■ WORK TO BE COMPLETED: Only some lines are wanted. Transcribe, exactly, the lines below from the line with "#[tokio::main]" up to and including the line with "fn memory_cache() ->".

◆ ◆ ◆ ◆ ◆ ◆ ◆

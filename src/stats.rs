use std::time::Duration;

use serde::Serialize;
use sysinfo::{Disks, MINIMUM_CPU_UPDATE_INTERVAL, System};
use tokio::time::sleep;

const MIB: u64 = 1024 * 1024;

#[derive(Serialize, Debug)]
pub struct Stats {
    pub cpu: f32,
    pub ram_mb: u64,
    pub ram_total_mb: u64,
    pub swap_mb: u64,
    pub load_average: [f64; 3],
    pub disks: Vec<DiskStats>,
    pub host_uptime: String,
    pub uptime: String,
}

#[derive(Serialize, Debug)]
pub struct DiskStats {
    pub mount_point: String,
    pub total_mb: u64,
    pub available_mb: u64,
}

/// CPU usage needs two samples, so this waits at least one update interval.
pub async fn cpu_percent() -> f32 {
    let mut sys = System::new();
    sys.refresh_cpu_usage();
    sleep(MINIMUM_CPU_UPDATE_INTERVAL).await;
    sys.refresh_cpu_usage();
    sys.global_cpu_usage()
}

pub async fn snapshot(service_uptime: Duration) -> Stats {
    let cpu = cpu_percent().await;

    let mut sys = System::new();
    sys.refresh_memory();
    let load = System::load_average();

    let disks = Disks::new_with_refreshed_list()
        .list()
        .iter()
        .map(|disk| DiskStats {
            mount_point: disk.mount_point().display().to_string(),
            total_mb: disk.total_space() / MIB,
            available_mb: disk.available_space() / MIB,
        })
        .collect();

    Stats {
        cpu,
        ram_mb: sys.used_memory() / MIB,
        ram_total_mb: sys.total_memory() / MIB,
        swap_mb: sys.used_swap() / MIB,
        load_average: [load.one, load.five, load.fifteen],
        disks,
        host_uptime: format_uptime(Duration::from_secs(System::uptime())),
        uptime: format_uptime(service_uptime),
    }
}

pub fn format_uptime(uptime: Duration) -> String {
    let secs = uptime.as_secs();
    let (h, rest) = (secs / 3600, secs % 3600);
    let (m, s) = (rest / 60, rest % 60);
    format!("{h}h {m}m {s}s")
}
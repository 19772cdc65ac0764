use thiserror::Error;

use crate::yt_dlp::FormatRecord;

#[derive(Clone, Copy, Debug, PartialEq, Eq)]
pub enum MatchMode {
    Exact,
    AtMost,
    Best,
}

#[derive(Clone, Copy, Debug, PartialEq, Eq)]
pub struct SelectionRequest {
    pub target_height: Option<u32>,
    pub match_mode: MatchMode,
}

impl Default for SelectionRequest {
    fn default() -> Self {
        Self::best()
    }
}

#[derive(Debug, Error, PartialEq, Eq)]
pub enum QualityError {
    #[error("invalid quality '{0}', expected e.g. 'best', '720p' or '<=720p'")]
    Malformed(String),
    #[error("quality height must be greater than zero")]
    ZeroHeight,
}

impl SelectionRequest {
    pub fn best() -> Self {
        Self {
            target_height: None,
            match_mode: MatchMode::Best,
        }
    }

    pub fn exact(height: u32) -> Self {
        Self {
            target_height: Some(height),
            match_mode: MatchMode::Exact,
        }
    }

    pub fn at_most(height: u32) -> Self {
        Self {
            target_height: Some(height),
            match_mode: MatchMode::AtMost,
        }
    }

    /// Parses a caller quality token: `best`, `720p`, `720`, `<=720p` or `max720p`.
    pub fn parse(token: &str) -> Result<Self, QualityError> {
        let token = token.trim().to_ascii_lowercase();
        if token.is_empty() || token == "best" {
            return Ok(Self::best());
        }

        let (rest, ceiling) = match token
            .strip_prefix("<=")
            .or_else(|| token.strip_prefix("max"))
        {
            Some(rest) => (rest.trim_start(), true),
            None => (token.as_str(), false),
        };
        let digits = rest.strip_suffix('p').unwrap_or(rest);

        if digits.is_empty() || !digits.bytes().all(|b| b.is_ascii_digit()) {
            return Err(QualityError::Malformed(token.clone()));
        }
        let height = digits
            .parse::<u32>()
            .map_err(|_| QualityError::Malformed(token.clone()))?;
        if height == 0 {
            return Err(QualityError::ZeroHeight);
        }

        Ok(if ceiling {
            Self::at_most(height)
        } else {
            Self::exact(height)
        })
    }
}

/// Renders a height as the token callers send back, e.g. `1080p`.
pub fn quality_label(height: u32) -> String {
    format!("{height}p")
}

/// The `-f` argument handed to yt-dlp when downloading an already selected record.
///
/// Video-only records get the best audio track merged in, falling back to the
/// bare video stream when the site has no separate audio.
pub fn download_format_string(record: &FormatRecord, want_audio: bool) -> String {
    let id = &record.format_id;
    if want_audio || record.has_audio() {
        id.clone()
    } else {
        format!("{id}+bestaudio/{id}")
    }
}
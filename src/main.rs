use std::sync::Arc;

use anyhow::Context;
use clap::Parser;
use tokio::signal;
use tracing::{error, info};
use tracing_subscriber::EnvFilter;

use crate::{
    cache::{Cache, MemoryCache, NoCache},
    config::Config,
    routes::{AppState, router},
    yt_dlp::YtDlp,
};

mod cache;
mod config;
mod error;
mod format;
mod routes;
mod selector;
mod stats;
mod yt_dlp;

#[tokio::main]
async fn main() -> anyhow::Result<()> {
    tracing_subscriber::fmt()
        .with_env_filter(
            EnvFilter::try_from_default_env().unwrap_or_else(|_| EnvFilter::new("info")),
        )
        .init();

    let config = Config::parse();
    let addr = config.listen_addr()?;

    let cache: Arc<dyn Cache> = if config.cache_ttl().is_zero() {
        info!("metadata cache disabled");
        Arc::new(NoCache)
    } else {
        Arc::new(MemoryCache::new())
    };
    let extractor = Arc::new(YtDlp::from_config(&config));
    let app = router(AppState::new(&config, extractor, cache));

    let listener = tokio::net::TcpListener::bind(addr)
        .await
        .with_context(|| format!("binding to {addr}"))?;
    info!("listening on http://{addr} using {}", config.yt_dlp.display());

    axum::serve(listener, app)
        .with_graceful_shutdown(shutdown_signal())
        .await
        .context("running server")?;

    Ok(())
}

async fn shutdown_signal() {
    let ctrl_c = signal_or_park("ctrl-c", signal::ctrl_c());

    #[cfg(unix)]
    let terminate = async {
        match signal::unix::signal(signal::unix::SignalKind::terminate()) {
            Ok(mut sigterm) => {
                sigterm.recv().await;
            }
            Err(e) => {
                error!("failed to install SIGTERM handler: {e}");
                std::future::pending::<()>().await;
            }
        }
    };
    #[cfg(not(unix))]
    let terminate = std::future::pending::<()>();

    tokio::select! {
        _ = ctrl_c => {},
        _ = terminate => {},
    }
    info!("shutting down");
}

/// Resolves once `signal` fires. A handler that failed to install parks forever
/// so the other signal can still shut the server down.
async fn signal_or_park(name: &str, installed: impl Future<Output = std::io::Result<()>>) {
    if let Err(e) = installed.await {
        error!("failed to install {name} handler: {e}");
        std::future::pending::<()>().await;
    }
}
//! Integration tests for strata-metrics

use std::sync::Arc;
use strata_cache::*;
use strata_metrics::*;

fn memory_cache() -> Arc<dyn CacheInterface<String>> {
    Arc::new(Cache::<String>::new(Arc::new(MemoryStore::<String>::new(
        CacheConfig::memory(),
    ))))
}

#[tokio::test]
async fn test_metric_cache_feeds_prometheus() {
    let recorder = Arc::new(PrometheusRecorder::new("catalog").unwrap());
    let cache = MetricCache::with_recorder(memory_cache(), recorder.clone());

    cache.set("a", "1".to_string(), None).await.unwrap();
    cache.get("a").await.unwrap();
    cache.get("b").await.unwrap_err();
    cache.get("c").await.unwrap_err();

    let text = recorder.export();
    assert!(text.contains("# TYPE cache_collector gauge"));
    assert!(
        text.contains(r#"cache_collector{metric="hit_count",service="catalog",store="memory"} 1"#)
    );
    assert!(
        text.contains(r#"cache_collector{metric="miss_count",service="catalog",store="memory"} 2"#)
    );
    assert!(
        text.contains(r#"cache_collector{metric="set_success",service="catalog",store="memory"} 1"#)
    );
}

#[tokio::test]
async fn test_shared_recorder_labels_by_store() {
    let recorder = Arc::new(PrometheusRecorder::new("svc").unwrap());

    let plain = MetricCache::with_recorder(memory_cache(), recorder.clone());
    let chained: Arc<dyn CacheInterface<String>> =
        Arc::new(ChainCache::new(vec![memory_cache(), memory_cache()]));
    let chain = MetricCache::with_recorder(chained, recorder.clone());

    plain.set("k", "v".to_string(), None).await.unwrap();
    chain.set("k", "v".to_string(), None).await.unwrap();
    chain.clear().await.unwrap();

    let text = recorder.export();
    assert!(text.contains(r#"metric="set_success",service="svc",store="memory"} 1"#));
    assert!(text.contains(r#"metric="set_success",service="svc",store="chain"} 1"#));
    assert!(text.contains(r#"metric="clear_success",service="svc",store="chain"} 1"#));
}

#[test]
fn test_recorder_on_caller_registry() {
    let registry = prometheus::Registry::new();
    let recorder = PrometheusRecorder::with_registry("svc", registry.clone()).unwrap();

    recorder.record("redis", &StatsSnapshot::default());

    let text = export_metrics_from_registry(&registry);
    assert!(text.contains(r#"store="redis""#));
    assert_eq!(recorder.service(), "svc");
}
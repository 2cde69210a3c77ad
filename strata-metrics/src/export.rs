//! Text exposition of a registry.

use prometheus::{Encoder, Registry, TextEncoder};

/// Export metrics from a specific registry
///
/// # Examples
///
/// ```
/// use strata_metrics::*;
/// use prometheus::Registry;
///
/// let registry = Registry::new();
/// let metrics = export_metrics_from_registry(&registry);
/// assert!(metrics.is_empty());
/// ```
pub fn export_metrics_from_registry(registry: &Registry) -> String {
    let encoder = TextEncoder::new();
    let metric_families = registry.gather();

    let mut buffer = Vec::new();
    if let Err(e) = encoder.encode(&metric_families, &mut buffer) {
        tracing::error!(error = %e, "Failed to encode metrics");
        return String::from("# Error encoding metrics\n");
    }

    String::from_utf8(buffer)
        .unwrap_or_else(|_| String::from("# Error converting metrics to UTF-8\n"))
}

◆ ◆ ◆ ◆ ◆ ◆ ◆

■ EXPECTED OUTPUT:
#[tokio::main]
async fn main() -> anyhow::Result<()> {
    tracing_subscriber::fmt()
        .with_env_filter(
            EnvFilter::try_from_default_env().unwrap_or_else(|_| EnvFilter::new("info")),
        )
        .init();

    let config = Config::parse();
    let addr = config.listen_addr()?;

    let cache: Arc<dyn Cache> = if config.cache_ttl().is_zero() {
        info!("metadata cache disabled");
        Arc::new(NoCache)
    } else {
        Arc::new(MemoryCache::new())
    };
    let extractor = Arc::new(YtDlp::from_config(&config));
    let app = router(AppState::new(&config, extractor, cache));

    let listener = tokio::net::TcpListener::bind(addr)
        .await
        .with_context(|| format!("binding to {addr}"))?;
    info!("listening on http://{addr} using {}", config.yt_dlp.display());

    axum::serve(listener, app)
        .with_graceful_shutdown(shutdown_signal())
        .await
        .context("running server")?;

    Ok(())
}

async fn shutdown_signal() {
    let ctrl_c = signal_or_park("ctrl-c", signal::ctrl_c());

    #[cfg(unix)]
    let terminate = async {
        match signal::unix::signal(signal::unix::SignalKind::terminate()) {
            Ok(mut sigterm) => {
                sigterm.recv().await;
            }
            Err(e) => {
                error!("failed to install SIGTERM handler: {e}");
                std::future::pending::<()>().await;
            }
        }
    };
    #[cfg(not(unix))]
    let terminate = std::future::pending::<()>();

    tokio::select! {
        _ = ctrl_c => {},
        _ = terminate => {},
    }
    info!("shutting down");
}

/// Resolves once `signal` fires. A handler that failed to install parks forever
/// so the other signal can still shut the server down.
async fn signal_or_park(name: &str, installed: impl Future<Output = std::io::Result<()>>) {
    if let Err(e) = installed.await {
        error!("failed to install {name} handler: {e}");
        std::future::pending::<()>().await;
    }
}
//! Integration tests for strata-metrics

use std::sync::Arc;
use strata_cache::*;
use strata_metrics::*;

fn memory_cache() -> Arc<dyn CacheInterface<String>> {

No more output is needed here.